What needs to be done
Throughout the listing below, copy each line containing "reader".

Material to process
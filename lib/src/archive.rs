//! Iteration over JSON documents inside an ELN (zip) export.

use anyhow::Result;
use log::{info, warn};
use serde_json::Value;
use std::io::{Cursor, Read, Seek};
use std::path::Path;
use zip::ZipArchive;

/// Collects every JSON document in the archive whose entry name ends with
/// `pattern`, recursing into nested `.eln` archives. Unreadable entries
/// and undecodable JSON are logged and skipped; macOS resource-fork
/// entries are ignored.
pub fn read_records<R: Read + Seek>(reader: R, pattern: &str) -> Result<Vec<(String, Value)>> {
    let mut archive = ZipArchive::new(reader)?;
    let mut records = Vec::new();
    for index in 0..archive.len() {
        let mut entry = match archive.by_index(index) {
            Ok(entry) => entry,
            Err(e) => {
                warn!("Error reading archive entry {}: {}", index, e);
                continue;
            }
        };
        let name = entry.name().to_string();
        if name.contains("__MACOSX") {
            continue;
        }
        if name.ends_with(pattern) {
            let mut contents = String::new();
            if let Err(e) = entry.read_to_string(&mut contents) {
                warn!("Error processing file {}: {}", name, e);
                continue;
            }
            match serde_json::from_str(&contents) {
                Ok(data) => {
                    info!("Processing file {}", name);
                    records.push((name, data));
                }
                Err(e) => warn!("Error decoding JSON from file {}: {}", name, e),
            }
        } else if name.ends_with(".eln") {
            // nested export; recurse into it
            let mut bytes = Vec::new();
            if let Err(e) = entry.read_to_end(&mut bytes) {
                warn!("Error reading nested archive ({}): {}", name, e);
                continue;
            }
            info!("Processing ELN export: ({})", name);
            match read_records(Cursor::new(bytes), pattern) {
                Ok(nested) => records.extend(nested),
                Err(e) => warn!("Error processing nested archive ({}): {}", name, e),
            }
        }
    }
    Ok(records)
}

pub fn read_records_from_file(path: &Path, pattern: &str) -> Result<Vec<(String, Value)>> {
    let file = std::fs::File::open(path)?;
    read_records(file, pattern)
}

Solution to the exercise
pub fn read_records<R: Read + Seek>(reader: R, pattern: &str) -> Result<Vec<(String, Value)>> {
    let mut archive = ZipArchive::new(reader)?;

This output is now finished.